• [Exercise directions]
The answer must be every line from the listing that holds the string "BTreeSet".

• [Exercise materials]
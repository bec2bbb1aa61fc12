//! Feed store and frontier reconciliation
//!
//! Reconciliation is a delta exchange: each side sends its frontier, the
//! other answers with every event past it, and the receiver appends what it
//! does not have yet. Applying the same news twice changes nothing.

use std::collections::{BTreeMap, BTreeSet};

use scuttle_core::{Content, Event, FeedId, Frontier, News, ScuttleError};
use scuttle_crypto::Identity;

use crate::Log;

/// Outcome of applying a news batch
#[derive(Debug, Default, Clone, PartialEq)]
pub struct UpdateReport {
    /// Events appended per feed
    pub appended: BTreeMap<FeedId, u64>,
    /// Events already present locally
    pub stale: u64,
    /// Feeds whose batch stopped at an invalid event
    pub rejected: BTreeMap<FeedId, ScuttleError>,
    /// Feeds in the batch that this store does not replicate
    pub unknown: Vec<FeedId>,
}

impl UpdateReport {
    pub fn total_appended(&self) -> u64 {
        self.appended.values().sum()
    }

    pub fn is_clean(&self) -> bool {
        self.rejected.is_empty()
    }

    /// Why each skipped feed was not applied, rejections first
    pub fn errors(&self) -> impl Iterator<Item = ScuttleError> + '_ {
        self.rejected.values().cloned().chain(
            self.unknown
                .iter()
                .map(|feed| ScuttleError::UnknownIdentity(*feed)),
        )
    }
}

/// The feeds one participant holds; always includes its own
#[derive(Clone, Debug)]
pub struct Store {
    own: Log,
    logs: BTreeMap<FeedId, Log>,
}

impl Store {
    pub fn new(owner: FeedId) -> Self {
        Store {
            own: Log::new(owner),
            logs: BTreeMap::new(),
        }
    }

    pub fn owner(&self) -> FeedId {
        self.own.feed()
    }

    pub fn own_log(&self) -> &Log {
        &self.own
    }

    pub fn contains(&self, feed: &FeedId) -> bool {
        *feed == self.owner() || self.logs.contains_key(feed)
    }

    pub fn log(&self, feed: &FeedId) -> Option<&Log> {
        if *feed == self.owner() {
            Some(&self.own)
        } else {
            self.logs.get(feed)
        }
    }

    fn log_mut(&mut self, feed: &FeedId) -> Option<&mut Log> {
        if *feed == self.own.feed() {
            Some(&mut self.own)
        } else {
            self.logs.get_mut(feed)
        }
    }

    /// Every feed held, own feed included
    pub fn ids(&self) -> BTreeSet<FeedId> {
        let mut ids: BTreeSet<FeedId> = self.logs.keys().copied().collect();
        ids.insert(self.owner());
        ids
    }

    pub fn logs(&self) -> impl Iterator<Item = &Log> {
        std::iter::once(&self.own).chain(self.logs.values())
    }

    /// Number of feeds held
    pub fn len(&self) -> usize {
        self.logs.len() + 1
    }

    pub fn is_empty(&self) -> bool {
        false
    }

    pub fn total_events(&self) -> usize {
        self.logs().map(Log::len).sum()
    }

    /// Start replicating a feed; false if it was already held
    pub fn add_log(&mut self, feed: FeedId) -> bool {
        if self.contains(&feed) {
            return false;
        }
        tracing::trace!(feed = ?feed, "replicating feed");
        self.logs.insert(feed, Log::new(feed));
        true
    }

    /// Put back a previously removed log; false if the feed is already held
    pub fn insert_log(&mut self, log: Log) -> bool {
        if self.contains(&log.feed()) {
            return false;
        }
        self.logs.insert(log.feed(), log);
        true
    }

    /// Stop replicating a feed; the owner's log can never be removed
    pub fn remove_log(&mut self, feed: &FeedId) -> Option<Log> {
        let removed = self.logs.remove(feed);
        if removed.is_some() {
            tracing::trace!(feed = ?feed, "dropped feed");
        }
        removed
    }

    /// Sign new content into the owner's feed
    pub fn append_local(&mut self, content: Content, identity: &Identity) -> Event {
        self.own.append(content, identity)
    }

    /// Last index of each requested feed this store holds
    pub fn frontier<'a, I>(&self, ids: I) -> Frontier
    where
        I: IntoIterator<Item = &'a FeedId>,
    {
        ids.into_iter()
            .filter_map(|feed| self.log(feed).map(|log| (*feed, log.last_index())))
            .collect()
    }

    /// Frontier over every feed held
    pub fn full_frontier(&self) -> Frontier {
        self.logs().map(|log| (log.feed(), log.last_index())).collect()
    }

    /// Events the peer is missing, for feeds both sides hold
    pub fn events_since(&self, peer: &Frontier) -> News {
        let mut news = News::new();
        for (feed, &theirs) in peer {
            if let Some(log) = self.log(feed) {
                let missing = log.since(theirs);
                if !missing.is_empty() {
                    news.insert(*feed, missing.to_vec());
                }
            }
        }
        news
    }

    /// Apply news from a peer
    ///
    /// Per feed, events the log already holds are skipped, the rest are
    /// verified and appended in order until the first invalid one.
    pub fn update(&mut self, news: News) -> UpdateReport {
        let mut report = UpdateReport::default();

        for (feed, events) in news {
            let Some(log) = self.log_mut(&feed) else {
                tracing::trace!(error = %ScuttleError::UnknownIdentity(feed), "news ignored");
                report.unknown.push(feed);
                continue;
            };

            let mut appended = 0;
            for event in events {
                if event.index <= log.last_index() {
                    report.stale += 1;
                    continue;
                }
                match log.verify_and_append(event) {
                    Ok(()) => appended += 1,
                    Err(err) => {
                        tracing::warn!(feed = ?feed, error = %err, "rejected replicated event");
                        report.rejected.insert(feed, err);
                        break;
                    }
                }
            }
            if appended > 0 {
                report.appended.insert(feed, appended);
            }
        }

        report
    }
}

#[cfg(test)]
mod tests {
    use super::*;
    use proptest::prelude::*;
    use scuttle_core::ChainFault;

    fn post(text: &str) -> Content {
        Content::Post(text.as_bytes().to_vec())
    }

    fn store_with_posts(identity: &Identity, count: usize) -> Store {
        let mut store = Store::new(identity.feed_id());
        for i in 0..count {
            store.append_local(post(&format!("{}", i)), identity);
        }
        store
    }

    #[test]
    fn test_own_log_always_present() {
        let identity = Identity::generate();
        let mut store = Store::new(identity.feed_id());

        assert!(store.contains(&identity.feed_id()));
        assert!(store.remove_log(&identity.feed_id()).is_none());
        assert!(!store.add_log(identity.feed_id()));
        assert_eq!(store.len(), 1);
    }

    #[test]
    fn test_frontier_omits_unknown_feeds() {
        let a = Identity::generate();
        let store = store_with_posts(&a, 3);
        let unknown = FeedId([1; 32]);

        let frontier = store.frontier(&[a.feed_id(), unknown]);
        assert_eq!(frontier.get(&a.feed_id()), Some(3));
        assert!(!frontier.contains(&unknown));
    }

    #[test]
    fn test_hello_reconciliation() {
        let a = Identity::generate();
        let b = Identity::generate();
        let mut store_a = Store::new(a.feed_id());
        let mut store_b = Store::new(b.feed_id());
        store_a.append_local(post("hello"), &a);
        store_a.add_log(b.feed_id());
        store_b.add_log(a.feed_id());

        let frontier_b = store_b.frontier(&store_a.ids());
        assert_eq!(frontier_b.get(&a.feed_id()), Some(0));

        let news = store_a.events_since(&frontier_b);
        assert_eq!(news.len(), 1);
        assert_eq!(news[&a.feed_id()].len(), 1);

        let report = store_b.update(news);
        assert_eq!(report.appended.get(&a.feed_id()), Some(&1));
        assert_eq!(store_b.log(&a.feed_id()).unwrap().last_index(), 1);
    }

    #[test]
    fn test_events_since_absent_means_nothing_and_zero_means_all() {
        let a = Identity::generate();
        let store = store_with_posts(&a, 4);

        assert!(store.events_since(&Frontier::new()).is_empty());

        let zero: Frontier = [(a.feed_id(), 0)].into_iter().collect();
        assert_eq!(store.events_since(&zero)[&a.feed_id()].len(), 4);

        let caught_up: Frontier = [(a.feed_id(), 4)].into_iter().collect();
        assert!(store.events_since(&caught_up).is_empty());
    }

    #[test]
    fn test_update_ignores_unknown_feed() {
        let a = Identity::generate();
        let b = Identity::generate();
        let source = store_with_posts(&a, 2);
        let mut target = Store::new(b.feed_id());

        let full: Frontier = [(a.feed_id(), 0)].into_iter().collect();
        let report = target.update(source.events_since(&full));

        assert_eq!(report.unknown, vec![a.feed_id()]);
        assert!(report.is_clean());
        assert_eq!(
            report.errors().collect::<Vec<_>>(),
            vec![ScuttleError::UnknownIdentity(a.feed_id())]
        );
        assert_eq!(report.total_appended(), 0);
        assert!(!target.contains(&a.feed_id()));
    }

    #[test]
    fn test_update_stops_at_first_invalid_event() {
        let a = Identity::generate();
        let b = Identity::generate();
        let source = store_with_posts(&a, 3);
        let mut target = Store::new(b.feed_id());
        target.add_log(a.feed_id());

        let mut events = source.own_log().events().to_vec();
        events[1].content = post("tampered");
        let mut news = News::new();
        news.insert(a.feed_id(), events);

        let report = target.update(news);
        assert_eq!(report.appended.get(&a.feed_id()), Some(&1));
        assert_eq!(report.rejected.get(&a.feed_id()), Some(&ScuttleError::InvalidSignature));
        assert_eq!(target.log(&a.feed_id()).unwrap().last_index(), 1);
    }

    #[test]
    fn test_update_reports_gap() {
        let a = Identity::generate();
        let b = Identity::generate();
        let source = store_with_posts(&a, 3);
        let mut target = Store::new(b.feed_id());
        target.add_log(a.feed_id());

        let mut news = News::new();
        news.insert(a.feed_id(), source.own_log().events()[2..].to_vec());

        let report = target.update(news);
        assert!(matches!(
            report.rejected.get(&a.feed_id()),
            Some(ScuttleError::ChainViolation {
                fault: ChainFault::IndexGap { expected: 1, actual: 3 },
                ..
            })
        ));
    }

    #[test]
    fn test_overlapping_batches_skip_stale_events() {
        let a = Identity::generate();
        let b = Identity::generate();
        let source = store_with_posts(&a, 5);
        let mut target = Store::new(b.feed_id());
        target.add_log(a.feed_id());

        let mut first = News::new();
        first.insert(a.feed_id(), source.own_log().events()[..3].to_vec());
        target.update(first);

        // A concurrent session computed its news against the old frontier
        let mut second = News::new();
        second.insert(a.feed_id(), source.own_log().events()[1..].to_vec());
        let report = target.update(second);

        assert_eq!(report.stale, 2);
        assert_eq!(report.appended.get(&a.feed_id()), Some(&2));
        assert!(report.is_clean());
        assert_eq!(target.log(&a.feed_id()).unwrap().last_index(), 5);
    }

    #[test]
    fn test_removed_log_can_be_restored() {
        let a = Identity::generate();
        let b = Identity::generate();
        let source = store_with_posts(&a, 2);
        let mut target = Store::new(b.feed_id());
        target.add_log(a.feed_id());
        target.update(source.events_since(&[(a.feed_id(), 0)].into_iter().collect()));

        let archived = target.remove_log(&a.feed_id()).unwrap();
        assert!(!target.contains(&a.feed_id()));
        assert!(target.insert_log(archived));
        assert_eq!(target.log(&a.feed_id()).unwrap().last_index(), 2);
    }

    proptest! {
        #[test]
        fn prop_update_is_idempotent(count in 1usize..10, split in 0usize..10) {
            let a = Identity::from_bytes(&[21u8; 32]);
            let b = Identity::from_bytes(&[22u8; 32]);
            let source = store_with_posts(&a, count);
            let mut target = Store::new(b.feed_id());
            target.add_log(a.feed_id());

            let start: Frontier = [(a.feed_id(), (split % count) as u64)].into_iter().collect();
            let mut prefix = News::new();
            prefix.insert(a.feed_id(), source.own_log().events()[..split % count].to_vec());
            target.update(prefix);

            let news = source.events_since(&start);
            target.update(news.clone());
            let frontier = target.full_frontier();
            let again = target.update(news);

            prop_assert_eq!(again.total_appended(), 0);
            prop_assert_eq!(target.full_frontier(), frontier);
            prop_assert_eq!(target.log(&a.feed_id()).unwrap().last_index(), count as u64);
        }
    }
}
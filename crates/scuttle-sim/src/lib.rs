//! Scuttle Sim - Discrete-time simulation harness
//!
//! This crate provides:
//! - The `Simulation` world: clock, medium, placement and relays
//! - Scenario construction with relay layouts
//! - Medium observers and run metrics
//! - Canned scenarios: convergence, single session, lossy-link recovery,
//!   transitive follow and block
//! - Tracing setup for runs and tests

pub mod world;
pub mod scenario;
pub mod scenarios;
pub mod observer;
pub mod metrics;
pub mod telemetry;

pub use world::*;
pub use scenario::*;
pub use scenarios::*;
pub use observer::*;
pub use metrics::*;
pub use telemetry::*;
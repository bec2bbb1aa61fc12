//! Replication session state

use scuttle_core::{Frontier, RelayId, Tick};

/// Which side of a session we are
#[derive(Clone, Copy, Debug, PartialEq, Eq, PartialOrd, Ord, Hash)]
pub enum Role {
    Initiator,
    Responder,
}

impl Role {
    /// Our role given whether the peer's message came from the initiator
    pub fn from_sender(sender_initiated: bool) -> Self {
        if sender_initiated {
            Role::Responder
        } else {
            Role::Initiator
        }
    }

    pub fn is_initiator(self) -> bool {
        self == Role::Initiator
    }
}

/// Furthest step this side has sent
#[derive(Clone, Copy, Debug, PartialEq, Eq, PartialOrd, Ord)]
pub enum SessionPhase {
    HelloSent,
    FrontierSent,
    NewsSent,
    Closed,
}

/// One reconciliation with one peer
#[derive(Clone, Debug)]
pub struct ReplicationSession {
    peer: RelayId,
    role: Role,
    phase: SessionPhase,
    /// Frontier we sent; the news we accept is limited to its feeds
    sent_frontier: Option<Frontier>,
    news_sent: bool,
    news_received: bool,
    opened_at: Tick,
    last_activity: Tick,
}

impl ReplicationSession {
    pub fn new(peer: RelayId, role: Role, now: Tick) -> Self {
        ReplicationSession {
            peer,
            role,
            phase: SessionPhase::HelloSent,
            sent_frontier: None,
            news_sent: false,
            news_received: false,
            opened_at: now,
            last_activity: now,
        }
    }

    pub fn peer(&self) -> RelayId {
        self.peer
    }

    pub fn role(&self) -> Role {
        self.role
    }

    pub fn phase(&self) -> SessionPhase {
        self.phase
    }

    pub fn sent_frontier(&self) -> Option<&Frontier> {
        self.sent_frontier.as_ref()
    }

    pub fn opened_at(&self) -> Tick {
        self.opened_at
    }

    pub fn touch(&mut self, now: Tick) {
        self.last_activity = self.last_activity.max(now);
    }

    pub fn record_frontier_sent(&mut self, frontier: Frontier, now: Tick) {
        self.sent_frontier = Some(frontier);
        self.phase = self.phase.max(SessionPhase::FrontierSent);
        self.touch(now);
    }

    pub fn record_news_sent(&mut self, now: Tick) {
        self.news_sent = true;
        self.phase = self.phase.max(SessionPhase::NewsSent);
        self.touch(now);
        self.close_if_done();
    }

    pub fn record_news_received(&mut self, now: Tick) {
        self.news_received = true;
        self.touch(now);
        self.close_if_done();
    }

    fn close_if_done(&mut self) {
        if self.news_sent && self.news_received {
            self.phase = SessionPhase::Closed;
        }
    }

    pub fn is_closed(&self) -> bool {
        self.phase == SessionPhase::Closed
    }

    /// No message for longer than `timeout` ticks
    pub fn is_idle(&self, now: Tick, timeout: u64) -> bool {
        now.since(self.last_activity) > timeout
    }
}

#[cfg(test)]
mod tests {
    use super::*;

    #[test]
    fn test_role_from_sender() {
        assert_eq!(Role::from_sender(true), Role::Responder);
        assert_eq!(Role::from_sender(false), Role::Initiator);
        assert!(Role::Initiator.is_initiator());
    }

    #[test]
    fn test_session_closes_after_news_both_ways() {
        let mut session = ReplicationSession::new(RelayId::new(2), Role::Initiator, Tick(0));
        assert_eq!(session.phase(), SessionPhase::HelloSent);

        session.record_frontier_sent(Frontier::new(), Tick(1));
        assert_eq!(session.phase(), SessionPhase::FrontierSent);
        assert!(session.sent_frontier().is_some());

        session.record_news_received(Tick(2));
        assert!(!session.is_closed());

        session.record_news_sent(Tick(2));
        assert!(session.is_closed());
    }

    #[test]
    fn test_idle_detection() {
        let mut session = ReplicationSession::new(RelayId::new(2), Role::Responder, Tick(10));
        assert!(!session.is_idle(Tick(15), 5));
        assert!(session.is_idle(Tick(16), 5));

        session.touch(Tick(14));
        assert!(!session.is_idle(Tick(16), 5));
    }
}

• [Written response]
use std::collections::{BTreeMap, BTreeSet};
    pub fn ids(&self) -> BTreeSet<FeedId> {
        let mut ids: BTreeSet<FeedId> = self.logs.keys().copied().collect();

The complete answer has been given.